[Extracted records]
%%

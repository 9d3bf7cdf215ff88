use chrono::{DateTime, Utc};

use crate::storage::RepositoryError;

use super::{Role, UpsertPlan, UpsertUser, User};

/// Resolves an upsert request into the concrete write.
///
/// - `open_id` must be non-empty.
/// - On insert, an explicit role wins; otherwise the owner identity gets
///   `Admin` and everyone else `User`.
/// - On update, the role only changes when given explicitly.
/// - `last_signed_in` defaults to `now`, so every call observably bumps it.
pub fn plan_upsert(
    user: &UpsertUser,
    owner_open_id: Option<&str>,
    now: DateTime<Utc>,
) -> Result<UpsertPlan, RepositoryError> {
    if user.open_id.is_empty() {
        return Err(RepositoryError::InvalidData(
            "User openId is required for upsert".to_string(),
        ));
    }

    let insert_role = match user.role {
        Some(role) => role,
        None if owner_open_id.is_some_and(|owner| owner == user.open_id) => Role::Admin,
        None => Role::User,
    };

    Ok(UpsertPlan {
        open_id: user.open_id.clone(),
        name: user.name.clone(),
        email: user.email.clone(),
        login_method: user.login_method.clone(),
        insert_role,
        update_role: user.role,
        last_signed_in: user.last_signed_in.unwrap_or(now),
        now,
    })
}

/// Applies a plan to an optional existing row, producing the stored row.
///
/// `next_id` is only used when the row is created.
pub fn apply_upsert(existing: Option<&User>, plan: &UpsertPlan, next_id: i64) -> User {
    match existing {
        Some(current) => User {
            id: current.id,
            open_id: current.open_id.clone(),
            name: patch(&current.name, &plan.name),
            email: patch(&current.email, &plan.email),
            login_method: patch(&current.login_method, &plan.login_method),
            role: plan.update_role.unwrap_or(current.role),
            created_at: current.created_at,
            updated_at: plan.now,
            last_signed_in: plan.last_signed_in,
        },
        None => User {
            id: next_id,
            open_id: plan.open_id.clone(),
            name: plan.name.clone().flatten(),
            email: plan.email.clone().flatten(),
            login_method: plan.login_method.clone().flatten(),
            role: plan.insert_role,
            created_at: plan.now,
            updated_at: plan.now,
            last_signed_in: plan.last_signed_in,
        },
    }
}

fn patch(current: &Option<String>, field: &Option<Option<String>>) -> Option<String> {
    match field {
        Some(value) => value.clone(),
        None => current.clone(),
    }
}

#[cfg(test)]
mod tests {
    use super::*;
    use chrono::Duration;

    const OWNER: &str = "owner-open-id";

    fn plan(user: &UpsertUser, now: DateTime<Utc>) -> UpsertPlan {
        plan_upsert(user, Some(OWNER), now).unwrap()
    }

    #[test]
    fn plan_rejects_empty_open_id() {
        let result = plan_upsert(&UpsertUser::new(""), Some(OWNER), Utc::now());
        assert!(matches!(result, Err(RepositoryError::InvalidData(_))));
    }

    #[test]
    fn owner_gets_admin_on_first_insert() {
        let now = Utc::now();
        let user = apply_upsert(None, &plan(&UpsertUser::new(OWNER), now), 1);
        assert_eq!(user.role, Role::Admin);
    }

    #[test]
    fn other_identities_get_user_role() {
        let now = Utc::now();
        let user = apply_upsert(None, &plan(&UpsertUser::new("someone"), now), 1);
        assert_eq!(user.role, Role::User);
    }

    #[test]
    fn explicit_role_overrides_owner_bootstrap() {
        let now = Utc::now();
        let request = UpsertUser::new(OWNER).with_role(Role::User);
        let user = apply_upsert(None, &plan(&request, now), 1);
        assert_eq!(user.role, Role::User);
    }

    #[test]
    fn no_owner_configured_means_user_role() {
        let plan = plan_upsert(&UpsertUser::new(OWNER), None, Utc::now()).unwrap();
        assert_eq!(plan.insert_role, Role::User);
    }

    #[test]
    fn update_keeps_role_unless_explicit() {
        let now = Utc::now();
        let created = apply_upsert(None, &plan(&UpsertUser::new("u1"), now), 7);
        let promoted = apply_upsert(
            Some(&created),
            &plan(&UpsertUser::new("u1").with_role(Role::Admin), now),
            99,
        );
        assert_eq!(promoted.role, Role::Admin);
        assert_eq!(promoted.id, 7);

        let touched = apply_upsert(Some(&promoted), &plan(&UpsertUser::new("u1"), now), 99);
        assert_eq!(touched.role, Role::Admin);
    }

    #[test]
    fn omitted_fields_are_left_unchanged_and_null_clears() {
        let now = Utc::now();
        let request = UpsertUser::new("u1")
            .with_name(Some("Ann".to_string()))
            .with_email(Some("ann@example.com".to_string()));
        let created = apply_upsert(None, &plan(&request, now), 1);

        let request = UpsertUser::new("u1").with_email(None);
        let updated = apply_upsert(Some(&created), &plan(&request, now), 1);

        assert_eq!(updated.name.as_deref(), Some("Ann"));
        assert_eq!(updated.email, None);
    }

    #[test]
    fn last_signed_in_defaults_to_now_on_every_call() {
        let first = Utc::now();
        let second = first + Duration::seconds(5);
        let request = UpsertUser::new("u1").with_name(Some("Ann".to_string()));

        let created = apply_upsert(None, &plan(&request, first), 1);
        let updated = apply_upsert(Some(&created), &plan(&request, second), 1);

        assert_eq!(created.last_signed_in, first);
        assert_eq!(updated.last_signed_in, second);
        assert_eq!(updated.created_at, first);
        assert_eq!(updated.updated_at, second);
    }

    #[test]
    fn explicit_last_signed_in_is_used() {
        let now = Utc::now();
        let at = now - Duration::days(1);
        let plan = plan(&UpsertUser::touch("u1", at), now);
        assert_eq!(plan.last_signed_in, at);
    }

    #[test]
    fn insert_value_flattens_patch() {
        assert_eq!(UpsertPlan::insert_value(&None), None);
        assert_eq!(UpsertPlan::insert_value(&Some(None)), None);
        assert_eq!(
            UpsertPlan::insert_value(&Some(Some("x".to_string()))),
            Some("x")
        );
    }
}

%%

◆ WHAT IS EXPECTED: Take the records above and return them exactly as written.

◆ RESPONSE TO THE TASK:
repository 9d3bf7cdf215ff88
use chrono::{DateTime, Utc};

use crate::storage::RepositoryError;

use super::{Role, UpsertPlan, UpsertUser, User};

/// Resolves an upsert request into the concrete write.
///
/// - `open_id` must be non-empty.
/// - On insert, an explicit role wins; otherwise the owner identity gets
///   `Admin` and everyone else `User`.
/// - On update, the role only changes when given explicitly.
/// - `last_signed_in` defaults to `now`, so every call observably bumps it.
pub fn plan_upsert(
    user: &UpsertUser,
    owner_open_id: Option<&str>,
    now: DateTime<Utc>,
) -> Result<UpsertPlan, RepositoryError> {
    if user.open_id.is_empty() {
        return Err(RepositoryError::InvalidData(
            "User openId is required for upsert".to_string(),
        ));
    }

    let insert_role = match user.role {
        Some(role) => role,
        None if owner_open_id.is_some_and(|owner| owner == user.open_id) => Role::Admin,
        None => Role::User,
    };

    Ok(UpsertPlan {
        open_id: user.open_id.clone(),
        name: user.name.clone(),
        email: user.email.clone(),
        login_method: user.login_method.clone(),
        insert_role,
        update_role: user.role,
        last_signed_in: user.last_signed_in.unwrap_or(now),
        now,
    })
}

/// Applies a plan to an optional existing row, producing the stored row.
///
/// `next_id` is only used when the row is created.
pub fn apply_upsert(existing: Option<&User>, plan: &UpsertPlan, next_id: i64) -> User {
    match existing {
        Some(current) => User {
            id: current.id,
            open_id: current.open_id.clone(),
            name: patch(&current.name, &plan.name),
            email: patch(&current.email, &plan.email),
            login_method: patch(&current.login_method, &plan.login_method),
            role: plan.update_role.unwrap_or(current.role),
            created_at: current.created_at,
            updated_at: plan.now,
            last_signed_in: plan.last_signed_in,
        },
        None => User {
            id: next_id,
            open_id: plan.open_id.clone(),
            name: plan.name.clone().flatten(),
            email: plan.email.clone().flatten(),
            login_method: plan.login_method.clone().flatten(),
            role: plan.insert_role,
            created_at: plan.now,
            updated_at: plan.now,
            last_signed_in: plan.last_signed_in,
        },
    }
}

fn patch(current: &Option<String>, field: &Option<Option<String>>) -> Option<String> {
    match field {
        Some(value) => value.clone(),
        None => current.clone(),
    }
}

#[cfg(test)]
mod tests {
    use super::*;
    use chrono::Duration;

    const OWNER: &str = "owner-open-id";

    fn plan(user: &UpsertUser, now: DateTime<Utc>) -> UpsertPlan {
        plan_upsert(user, Some(OWNER), now).unwrap()
    }

    #[test]
    fn plan_rejects_empty_open_id() {
        let result = plan_upsert(&UpsertUser::new(""), Some(OWNER), Utc::now());
        assert!(matches!(result, Err(RepositoryError::InvalidData(_))));
    }

    #[test]
    fn owner_gets_admin_on_first_insert() {
        let now = Utc::now();
        let user = apply_upsert(None, &plan(&UpsertUser::new(OWNER), now), 1);
        assert_eq!(user.role, Role::Admin);
    }

    #[test]
    fn other_identities_get_user_role() {
        let now = Utc::now();
        let user = apply_upsert(None, &plan(&UpsertUser::new("someone"), now), 1);
        assert_eq!(user.role, Role::User);
    }

    #[test]
    fn explicit_role_overrides_owner_bootstrap() {
        let now = Utc::now();
        let request = UpsertUser::new(OWNER).with_role(Role::User);
        let user = apply_upsert(None, &plan(&request, now), 1);
        assert_eq!(user.role, Role::User);
    }

    #[test]
    fn no_owner_configured_means_user_role() {
        let plan = plan_upsert(&UpsertUser::new(OWNER), None, Utc::now()).unwrap();
        assert_eq!(plan.insert_role, Role::User);
    }

    #[test]
    fn update_keeps_role_unless_explicit() {
        let now = Utc::now();
        let created = apply_upsert(None, &plan(&UpsertUser::new("u1"), now), 7);
        let promoted = apply_upsert(
            Some(&created),
            &plan(&UpsertUser::new("u1").with_role(Role::Admin), now),
            99,
        );
        assert_eq!(promoted.role, Role::Admin);
        assert_eq!(promoted.id, 7);

        let touched = apply_upsert(Some(&promoted), &plan(&UpsertUser::new("u1"), now), 99);
        assert_eq!(touched.role, Role::Admin);
    }

    #[test]
    fn omitted_fields_are_left_unchanged_and_null_clears() {
        let now = Utc::now();
        let request = UpsertUser::new("u1")
            .with_name(Some("Ann".to_string()))
            .with_email(Some("ann@example.com".to_string()));
        let created = apply_upsert(None, &plan(&request, now), 1);

        let request = UpsertUser::new("u1").with_email(None);
        let updated = apply_upsert(Some(&created), &plan(&request, now), 1);

        assert_eq!(updated.name.as_deref(), Some("Ann"));
        assert_eq!(updated.email, None);
    }

    #[test]
    fn last_signed_in_defaults_to_now_on_every_call() {
        let first = Utc::now();
        let second = first + Duration::seconds(5);
        let request = UpsertUser::new("u1").with_name(Some("Ann".to_string()));

        let created = apply_upsert(None, &plan(&request, first), 1);
        let updated = apply_upsert(Some(&created), &plan(&request, second), 1);

        assert_eq!(created.last_signed_in, first);
        assert_eq!(updated.last_signed_in, second);
        assert_eq!(updated.created_at, first);
        assert_eq!(updated.updated_at, second);
    }

    #[test]
    fn explicit_last_signed_in_is_used() {
        let now = Utc::now();
        let at = now - Duration::days(1);
        let plan = plan(&UpsertUser::touch("u1", at), now);
        assert_eq!(plan.last_signed_in, at);
    }

    #[test]
    fn insert_value_flattens_patch() {
        assert_eq!(UpsertPlan::insert_value(&None), None);
        assert_eq!(UpsertPlan::insert_value(&Some(None)), None);
        assert_eq!(
            UpsertPlan::insert_value(&Some(Some("x".to_string()))),
            Some("x")
        );
    }
}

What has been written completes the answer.